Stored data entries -
________________________________________

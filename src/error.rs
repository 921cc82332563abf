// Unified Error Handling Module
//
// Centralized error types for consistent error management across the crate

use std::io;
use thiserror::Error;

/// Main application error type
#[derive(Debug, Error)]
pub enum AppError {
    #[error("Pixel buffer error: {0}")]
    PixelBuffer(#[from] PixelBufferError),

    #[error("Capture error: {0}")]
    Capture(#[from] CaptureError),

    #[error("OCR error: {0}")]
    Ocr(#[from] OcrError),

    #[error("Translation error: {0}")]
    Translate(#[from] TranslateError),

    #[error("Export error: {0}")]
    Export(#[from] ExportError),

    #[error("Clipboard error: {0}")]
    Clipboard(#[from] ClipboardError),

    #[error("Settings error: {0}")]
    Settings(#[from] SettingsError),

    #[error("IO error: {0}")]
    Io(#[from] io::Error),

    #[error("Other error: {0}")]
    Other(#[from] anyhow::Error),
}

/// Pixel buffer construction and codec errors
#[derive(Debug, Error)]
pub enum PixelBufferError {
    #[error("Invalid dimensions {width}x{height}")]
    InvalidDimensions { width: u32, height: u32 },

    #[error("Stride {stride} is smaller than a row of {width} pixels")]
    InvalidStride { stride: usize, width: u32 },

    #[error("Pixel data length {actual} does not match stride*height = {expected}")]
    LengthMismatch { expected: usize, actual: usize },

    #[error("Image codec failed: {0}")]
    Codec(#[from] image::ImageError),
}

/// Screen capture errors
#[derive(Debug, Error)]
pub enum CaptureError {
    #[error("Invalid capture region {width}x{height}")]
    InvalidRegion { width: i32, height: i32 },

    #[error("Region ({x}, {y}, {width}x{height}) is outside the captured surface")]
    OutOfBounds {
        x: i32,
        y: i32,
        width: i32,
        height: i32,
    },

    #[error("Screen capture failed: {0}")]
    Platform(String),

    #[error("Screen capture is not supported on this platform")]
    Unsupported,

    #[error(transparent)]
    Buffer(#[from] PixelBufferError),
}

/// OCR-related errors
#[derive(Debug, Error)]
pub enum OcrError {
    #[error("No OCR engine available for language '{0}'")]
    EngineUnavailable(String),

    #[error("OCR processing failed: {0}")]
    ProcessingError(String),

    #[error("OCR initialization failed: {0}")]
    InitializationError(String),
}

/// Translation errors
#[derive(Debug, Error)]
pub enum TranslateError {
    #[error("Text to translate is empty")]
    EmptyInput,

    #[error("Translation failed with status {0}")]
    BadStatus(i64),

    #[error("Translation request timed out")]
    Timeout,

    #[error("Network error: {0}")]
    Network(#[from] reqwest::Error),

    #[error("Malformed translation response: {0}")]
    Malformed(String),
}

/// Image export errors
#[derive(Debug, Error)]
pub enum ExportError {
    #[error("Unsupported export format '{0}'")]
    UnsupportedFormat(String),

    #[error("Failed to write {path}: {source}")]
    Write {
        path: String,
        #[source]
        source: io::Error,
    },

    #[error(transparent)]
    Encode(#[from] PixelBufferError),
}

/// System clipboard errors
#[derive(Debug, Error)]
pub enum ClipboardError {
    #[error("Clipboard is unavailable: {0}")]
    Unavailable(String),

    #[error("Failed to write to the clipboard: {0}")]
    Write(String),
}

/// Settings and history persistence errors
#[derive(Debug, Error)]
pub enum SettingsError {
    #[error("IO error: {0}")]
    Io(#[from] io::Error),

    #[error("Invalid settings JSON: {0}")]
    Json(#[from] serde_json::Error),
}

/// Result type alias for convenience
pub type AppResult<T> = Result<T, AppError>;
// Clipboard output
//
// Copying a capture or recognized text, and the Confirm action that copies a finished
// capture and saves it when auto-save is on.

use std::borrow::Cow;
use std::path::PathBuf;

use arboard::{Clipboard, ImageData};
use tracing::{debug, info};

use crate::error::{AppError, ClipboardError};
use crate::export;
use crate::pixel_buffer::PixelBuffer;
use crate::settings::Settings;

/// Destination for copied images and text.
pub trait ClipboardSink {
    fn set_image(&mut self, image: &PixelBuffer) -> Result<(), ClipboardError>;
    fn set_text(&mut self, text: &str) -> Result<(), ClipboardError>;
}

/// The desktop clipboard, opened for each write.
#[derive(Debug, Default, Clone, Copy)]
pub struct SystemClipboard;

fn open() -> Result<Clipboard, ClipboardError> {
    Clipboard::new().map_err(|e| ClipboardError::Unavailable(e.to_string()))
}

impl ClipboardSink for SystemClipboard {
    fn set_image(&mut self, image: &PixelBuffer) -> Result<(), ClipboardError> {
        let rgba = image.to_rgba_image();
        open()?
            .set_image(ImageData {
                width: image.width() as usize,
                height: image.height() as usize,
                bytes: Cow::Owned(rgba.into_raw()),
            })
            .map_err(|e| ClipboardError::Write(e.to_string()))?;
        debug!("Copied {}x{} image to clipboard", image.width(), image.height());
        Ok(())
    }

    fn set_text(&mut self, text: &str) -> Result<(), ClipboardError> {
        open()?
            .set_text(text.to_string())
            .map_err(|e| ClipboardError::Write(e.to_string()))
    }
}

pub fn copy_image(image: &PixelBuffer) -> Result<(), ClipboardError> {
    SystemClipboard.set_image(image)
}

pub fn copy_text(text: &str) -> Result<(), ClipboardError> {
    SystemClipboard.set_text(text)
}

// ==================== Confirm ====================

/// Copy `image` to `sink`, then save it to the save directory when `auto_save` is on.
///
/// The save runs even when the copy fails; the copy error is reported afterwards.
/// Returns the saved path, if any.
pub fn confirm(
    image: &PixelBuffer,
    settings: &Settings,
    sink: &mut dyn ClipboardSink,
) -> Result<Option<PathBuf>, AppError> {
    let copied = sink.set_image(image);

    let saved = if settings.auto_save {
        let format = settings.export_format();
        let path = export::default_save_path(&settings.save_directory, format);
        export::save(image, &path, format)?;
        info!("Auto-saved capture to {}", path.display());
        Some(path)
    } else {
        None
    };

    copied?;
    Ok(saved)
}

________________________________________

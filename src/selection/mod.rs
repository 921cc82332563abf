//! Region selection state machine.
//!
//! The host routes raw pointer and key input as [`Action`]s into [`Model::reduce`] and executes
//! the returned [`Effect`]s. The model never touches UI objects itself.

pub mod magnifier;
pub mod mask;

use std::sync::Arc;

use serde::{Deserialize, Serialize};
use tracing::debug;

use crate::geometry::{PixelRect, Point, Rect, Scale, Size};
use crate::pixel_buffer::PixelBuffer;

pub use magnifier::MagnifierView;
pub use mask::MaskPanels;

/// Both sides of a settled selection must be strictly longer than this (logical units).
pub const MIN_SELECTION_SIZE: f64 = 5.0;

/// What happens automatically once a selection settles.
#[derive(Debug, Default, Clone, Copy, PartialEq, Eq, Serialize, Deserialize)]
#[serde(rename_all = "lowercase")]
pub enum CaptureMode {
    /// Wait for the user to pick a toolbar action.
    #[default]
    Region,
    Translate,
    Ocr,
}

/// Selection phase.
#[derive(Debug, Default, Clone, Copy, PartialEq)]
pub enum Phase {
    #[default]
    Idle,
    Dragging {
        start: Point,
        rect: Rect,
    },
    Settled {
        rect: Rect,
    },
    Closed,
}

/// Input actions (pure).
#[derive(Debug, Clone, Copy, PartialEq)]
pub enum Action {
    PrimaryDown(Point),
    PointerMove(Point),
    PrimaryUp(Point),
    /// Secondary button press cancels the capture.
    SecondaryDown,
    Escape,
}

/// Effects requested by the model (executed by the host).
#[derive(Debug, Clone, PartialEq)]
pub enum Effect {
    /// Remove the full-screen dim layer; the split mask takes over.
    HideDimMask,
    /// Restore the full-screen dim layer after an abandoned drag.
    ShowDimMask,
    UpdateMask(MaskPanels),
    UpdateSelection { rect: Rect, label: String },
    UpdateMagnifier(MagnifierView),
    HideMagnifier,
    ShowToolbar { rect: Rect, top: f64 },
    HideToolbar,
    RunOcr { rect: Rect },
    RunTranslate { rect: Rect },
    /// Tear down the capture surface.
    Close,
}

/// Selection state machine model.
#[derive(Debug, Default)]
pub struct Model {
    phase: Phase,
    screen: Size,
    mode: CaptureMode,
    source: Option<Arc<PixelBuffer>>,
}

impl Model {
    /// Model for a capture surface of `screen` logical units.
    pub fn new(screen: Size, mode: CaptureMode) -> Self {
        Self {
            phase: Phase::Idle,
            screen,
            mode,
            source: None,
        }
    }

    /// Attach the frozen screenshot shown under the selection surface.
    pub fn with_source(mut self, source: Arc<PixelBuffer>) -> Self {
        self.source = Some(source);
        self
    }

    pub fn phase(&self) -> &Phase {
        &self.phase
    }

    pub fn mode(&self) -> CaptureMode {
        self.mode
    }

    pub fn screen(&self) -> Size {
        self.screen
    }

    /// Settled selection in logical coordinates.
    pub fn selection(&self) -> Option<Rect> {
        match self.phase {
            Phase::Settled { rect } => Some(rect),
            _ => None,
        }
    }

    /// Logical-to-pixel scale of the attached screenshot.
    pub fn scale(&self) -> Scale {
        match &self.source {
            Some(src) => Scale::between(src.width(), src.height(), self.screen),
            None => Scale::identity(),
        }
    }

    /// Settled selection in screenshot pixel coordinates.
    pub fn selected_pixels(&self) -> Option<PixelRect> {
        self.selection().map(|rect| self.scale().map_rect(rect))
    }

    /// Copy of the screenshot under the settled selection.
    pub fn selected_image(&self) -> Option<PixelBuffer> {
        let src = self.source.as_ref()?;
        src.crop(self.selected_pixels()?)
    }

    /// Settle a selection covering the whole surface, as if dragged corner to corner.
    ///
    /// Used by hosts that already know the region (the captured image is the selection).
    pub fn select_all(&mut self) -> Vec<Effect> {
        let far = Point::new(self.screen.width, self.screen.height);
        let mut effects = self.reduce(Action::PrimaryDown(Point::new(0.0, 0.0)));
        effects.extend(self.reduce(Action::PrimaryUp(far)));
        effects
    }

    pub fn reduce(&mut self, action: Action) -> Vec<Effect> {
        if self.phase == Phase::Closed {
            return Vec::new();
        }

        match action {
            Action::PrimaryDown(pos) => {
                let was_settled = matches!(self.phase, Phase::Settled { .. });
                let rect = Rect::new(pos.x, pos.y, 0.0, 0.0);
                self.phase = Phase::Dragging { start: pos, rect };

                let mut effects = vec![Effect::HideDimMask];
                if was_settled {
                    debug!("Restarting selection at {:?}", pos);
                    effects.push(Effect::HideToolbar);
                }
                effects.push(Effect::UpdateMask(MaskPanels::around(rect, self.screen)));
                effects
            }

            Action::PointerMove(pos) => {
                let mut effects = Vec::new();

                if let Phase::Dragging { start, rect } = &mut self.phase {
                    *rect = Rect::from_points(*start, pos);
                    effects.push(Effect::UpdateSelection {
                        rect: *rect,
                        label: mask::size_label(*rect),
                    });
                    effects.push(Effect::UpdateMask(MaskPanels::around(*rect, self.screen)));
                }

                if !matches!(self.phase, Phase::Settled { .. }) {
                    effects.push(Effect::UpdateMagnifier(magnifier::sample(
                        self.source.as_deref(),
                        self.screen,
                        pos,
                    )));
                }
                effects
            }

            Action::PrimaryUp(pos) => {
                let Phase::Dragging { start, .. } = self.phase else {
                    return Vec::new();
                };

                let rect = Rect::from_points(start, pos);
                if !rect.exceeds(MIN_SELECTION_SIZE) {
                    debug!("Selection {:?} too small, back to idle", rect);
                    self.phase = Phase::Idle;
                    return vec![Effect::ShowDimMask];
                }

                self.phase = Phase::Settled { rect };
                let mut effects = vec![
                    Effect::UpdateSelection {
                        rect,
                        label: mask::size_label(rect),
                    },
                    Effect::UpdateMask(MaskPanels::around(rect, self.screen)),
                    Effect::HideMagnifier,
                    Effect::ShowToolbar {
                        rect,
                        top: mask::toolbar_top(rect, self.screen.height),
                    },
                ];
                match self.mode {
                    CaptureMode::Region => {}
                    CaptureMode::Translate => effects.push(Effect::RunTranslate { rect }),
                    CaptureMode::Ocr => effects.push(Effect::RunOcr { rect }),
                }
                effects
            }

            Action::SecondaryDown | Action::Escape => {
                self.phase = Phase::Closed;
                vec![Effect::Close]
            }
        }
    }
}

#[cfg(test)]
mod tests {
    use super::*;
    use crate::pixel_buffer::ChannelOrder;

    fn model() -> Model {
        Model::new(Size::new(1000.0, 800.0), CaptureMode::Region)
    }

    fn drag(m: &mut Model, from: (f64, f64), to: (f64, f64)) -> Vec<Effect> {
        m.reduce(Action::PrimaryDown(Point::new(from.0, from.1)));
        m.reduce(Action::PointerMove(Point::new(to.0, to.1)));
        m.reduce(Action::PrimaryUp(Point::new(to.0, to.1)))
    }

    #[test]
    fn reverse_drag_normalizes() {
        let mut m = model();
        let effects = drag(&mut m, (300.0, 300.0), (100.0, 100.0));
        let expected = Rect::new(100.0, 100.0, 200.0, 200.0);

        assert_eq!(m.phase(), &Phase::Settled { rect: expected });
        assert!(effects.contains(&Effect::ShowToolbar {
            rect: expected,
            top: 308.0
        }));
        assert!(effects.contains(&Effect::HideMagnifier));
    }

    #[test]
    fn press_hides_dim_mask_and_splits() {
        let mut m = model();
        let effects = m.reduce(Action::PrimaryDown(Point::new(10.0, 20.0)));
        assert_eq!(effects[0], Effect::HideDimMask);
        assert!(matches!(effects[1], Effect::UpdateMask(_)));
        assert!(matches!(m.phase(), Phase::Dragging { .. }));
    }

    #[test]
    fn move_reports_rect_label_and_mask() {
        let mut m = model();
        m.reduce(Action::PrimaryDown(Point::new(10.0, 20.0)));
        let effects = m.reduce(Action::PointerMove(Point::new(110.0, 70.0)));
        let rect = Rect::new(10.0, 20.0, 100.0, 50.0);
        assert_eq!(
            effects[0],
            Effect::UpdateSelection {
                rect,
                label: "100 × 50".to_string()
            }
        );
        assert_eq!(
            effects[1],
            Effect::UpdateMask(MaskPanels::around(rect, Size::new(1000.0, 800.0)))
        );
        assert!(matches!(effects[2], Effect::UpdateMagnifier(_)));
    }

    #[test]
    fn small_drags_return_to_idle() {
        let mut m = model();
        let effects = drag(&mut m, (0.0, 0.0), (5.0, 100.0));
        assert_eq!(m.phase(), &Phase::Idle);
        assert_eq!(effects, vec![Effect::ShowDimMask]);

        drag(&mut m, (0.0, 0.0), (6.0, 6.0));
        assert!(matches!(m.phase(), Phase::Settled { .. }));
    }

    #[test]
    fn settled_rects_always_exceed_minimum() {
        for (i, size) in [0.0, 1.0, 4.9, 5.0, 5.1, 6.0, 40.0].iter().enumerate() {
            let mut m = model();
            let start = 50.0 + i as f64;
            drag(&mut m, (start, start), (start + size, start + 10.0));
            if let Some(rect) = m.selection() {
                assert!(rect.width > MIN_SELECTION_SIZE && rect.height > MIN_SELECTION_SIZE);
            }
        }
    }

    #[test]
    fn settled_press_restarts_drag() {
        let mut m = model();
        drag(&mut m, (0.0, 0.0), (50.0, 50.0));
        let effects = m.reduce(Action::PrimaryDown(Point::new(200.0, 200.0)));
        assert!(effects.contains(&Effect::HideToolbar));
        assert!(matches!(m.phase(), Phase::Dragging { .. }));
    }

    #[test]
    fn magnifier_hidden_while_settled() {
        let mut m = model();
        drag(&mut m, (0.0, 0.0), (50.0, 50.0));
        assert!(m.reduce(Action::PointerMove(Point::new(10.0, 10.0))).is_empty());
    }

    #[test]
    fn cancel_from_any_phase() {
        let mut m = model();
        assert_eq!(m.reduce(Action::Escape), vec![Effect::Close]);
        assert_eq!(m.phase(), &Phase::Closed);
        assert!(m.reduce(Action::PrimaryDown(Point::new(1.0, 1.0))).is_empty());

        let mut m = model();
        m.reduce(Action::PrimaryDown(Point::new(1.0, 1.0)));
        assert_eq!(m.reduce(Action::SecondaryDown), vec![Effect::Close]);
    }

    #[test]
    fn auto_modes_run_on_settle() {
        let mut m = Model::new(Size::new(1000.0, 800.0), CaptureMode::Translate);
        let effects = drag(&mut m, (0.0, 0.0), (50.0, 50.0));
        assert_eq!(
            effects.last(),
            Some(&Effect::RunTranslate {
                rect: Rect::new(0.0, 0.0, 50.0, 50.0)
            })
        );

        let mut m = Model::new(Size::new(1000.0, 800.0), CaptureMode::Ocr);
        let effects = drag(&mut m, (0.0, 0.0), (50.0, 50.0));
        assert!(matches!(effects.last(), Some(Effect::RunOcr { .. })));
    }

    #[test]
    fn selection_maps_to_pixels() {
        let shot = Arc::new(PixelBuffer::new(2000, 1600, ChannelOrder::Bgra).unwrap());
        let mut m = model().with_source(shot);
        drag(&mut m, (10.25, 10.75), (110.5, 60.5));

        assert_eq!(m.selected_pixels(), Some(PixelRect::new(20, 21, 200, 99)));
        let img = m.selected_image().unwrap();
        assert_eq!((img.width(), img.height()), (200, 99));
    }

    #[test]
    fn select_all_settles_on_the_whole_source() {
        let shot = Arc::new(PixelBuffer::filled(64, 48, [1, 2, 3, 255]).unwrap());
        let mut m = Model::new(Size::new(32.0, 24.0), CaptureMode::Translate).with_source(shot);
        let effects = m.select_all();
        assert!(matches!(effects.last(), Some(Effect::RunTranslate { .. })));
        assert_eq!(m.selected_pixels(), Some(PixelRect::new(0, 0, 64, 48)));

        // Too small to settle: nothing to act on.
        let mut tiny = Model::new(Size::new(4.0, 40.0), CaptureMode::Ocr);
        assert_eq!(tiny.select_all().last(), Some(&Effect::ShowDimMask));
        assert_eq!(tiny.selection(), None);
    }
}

________________________________________

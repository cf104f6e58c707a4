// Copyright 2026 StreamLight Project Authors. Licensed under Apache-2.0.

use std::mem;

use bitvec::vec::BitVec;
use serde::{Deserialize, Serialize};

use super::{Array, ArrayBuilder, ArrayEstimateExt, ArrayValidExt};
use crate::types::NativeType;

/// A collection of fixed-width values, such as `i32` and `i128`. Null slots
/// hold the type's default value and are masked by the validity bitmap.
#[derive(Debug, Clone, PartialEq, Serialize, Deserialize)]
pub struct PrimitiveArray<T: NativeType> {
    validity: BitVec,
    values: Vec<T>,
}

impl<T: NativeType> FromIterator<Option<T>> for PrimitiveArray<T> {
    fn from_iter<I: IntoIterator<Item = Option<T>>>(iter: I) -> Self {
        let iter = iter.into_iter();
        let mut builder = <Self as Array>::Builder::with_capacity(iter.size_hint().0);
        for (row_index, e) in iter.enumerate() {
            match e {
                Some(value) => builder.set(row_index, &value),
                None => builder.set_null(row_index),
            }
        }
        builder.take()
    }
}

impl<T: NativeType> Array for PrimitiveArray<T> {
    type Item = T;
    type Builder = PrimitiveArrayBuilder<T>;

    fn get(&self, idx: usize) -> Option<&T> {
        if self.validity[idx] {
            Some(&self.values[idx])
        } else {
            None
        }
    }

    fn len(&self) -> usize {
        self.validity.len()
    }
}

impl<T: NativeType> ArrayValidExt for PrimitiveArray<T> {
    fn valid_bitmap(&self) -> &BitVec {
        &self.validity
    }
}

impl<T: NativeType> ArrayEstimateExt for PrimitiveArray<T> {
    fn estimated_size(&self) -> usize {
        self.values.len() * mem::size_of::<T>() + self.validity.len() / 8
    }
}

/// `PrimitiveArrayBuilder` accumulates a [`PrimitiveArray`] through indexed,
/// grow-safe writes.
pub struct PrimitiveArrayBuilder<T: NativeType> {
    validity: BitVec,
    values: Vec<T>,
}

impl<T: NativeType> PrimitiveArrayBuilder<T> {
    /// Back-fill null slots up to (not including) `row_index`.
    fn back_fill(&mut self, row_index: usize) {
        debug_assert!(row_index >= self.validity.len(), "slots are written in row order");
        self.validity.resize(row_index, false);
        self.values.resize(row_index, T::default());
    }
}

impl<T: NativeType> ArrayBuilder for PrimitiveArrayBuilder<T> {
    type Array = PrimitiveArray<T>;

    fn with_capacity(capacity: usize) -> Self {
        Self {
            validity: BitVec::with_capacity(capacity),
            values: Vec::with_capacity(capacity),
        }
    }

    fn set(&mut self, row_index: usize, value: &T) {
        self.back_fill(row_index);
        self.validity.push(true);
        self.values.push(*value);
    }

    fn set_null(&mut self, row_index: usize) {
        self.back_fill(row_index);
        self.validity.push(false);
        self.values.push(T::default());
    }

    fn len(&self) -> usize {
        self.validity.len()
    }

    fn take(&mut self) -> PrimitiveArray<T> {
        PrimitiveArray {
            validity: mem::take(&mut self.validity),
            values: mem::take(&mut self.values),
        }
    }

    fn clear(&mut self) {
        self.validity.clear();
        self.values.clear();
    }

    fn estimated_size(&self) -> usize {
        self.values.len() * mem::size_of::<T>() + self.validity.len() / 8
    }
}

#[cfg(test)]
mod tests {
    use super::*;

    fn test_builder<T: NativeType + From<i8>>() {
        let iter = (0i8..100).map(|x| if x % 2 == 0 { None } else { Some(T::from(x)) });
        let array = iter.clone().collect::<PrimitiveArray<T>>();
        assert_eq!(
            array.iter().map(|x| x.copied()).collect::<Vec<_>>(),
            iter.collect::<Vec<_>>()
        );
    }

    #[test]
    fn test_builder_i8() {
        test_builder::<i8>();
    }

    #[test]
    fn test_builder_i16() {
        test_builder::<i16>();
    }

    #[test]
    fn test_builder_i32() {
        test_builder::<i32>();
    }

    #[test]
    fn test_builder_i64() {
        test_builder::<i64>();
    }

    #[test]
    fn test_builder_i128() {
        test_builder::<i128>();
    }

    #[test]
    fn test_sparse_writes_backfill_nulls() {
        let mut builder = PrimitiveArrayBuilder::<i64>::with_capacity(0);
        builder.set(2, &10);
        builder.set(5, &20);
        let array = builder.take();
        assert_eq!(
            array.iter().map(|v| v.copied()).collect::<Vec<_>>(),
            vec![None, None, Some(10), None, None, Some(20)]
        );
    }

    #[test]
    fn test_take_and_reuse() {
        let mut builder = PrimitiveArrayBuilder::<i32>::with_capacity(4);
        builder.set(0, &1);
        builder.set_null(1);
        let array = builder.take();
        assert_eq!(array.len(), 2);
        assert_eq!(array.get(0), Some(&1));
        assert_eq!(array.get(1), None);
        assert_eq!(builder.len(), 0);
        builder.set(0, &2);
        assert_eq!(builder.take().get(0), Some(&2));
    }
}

________________________________________

What to work on -
The answer should consist of every line above in which "AppError" appears.

Answer to the problem -
pub enum AppError {
pub type AppResult<T> = Result<T, AppError>;
use crate::error::{AppError, ClipboardError};
) -> Result<Option<PathBuf>, AppError> {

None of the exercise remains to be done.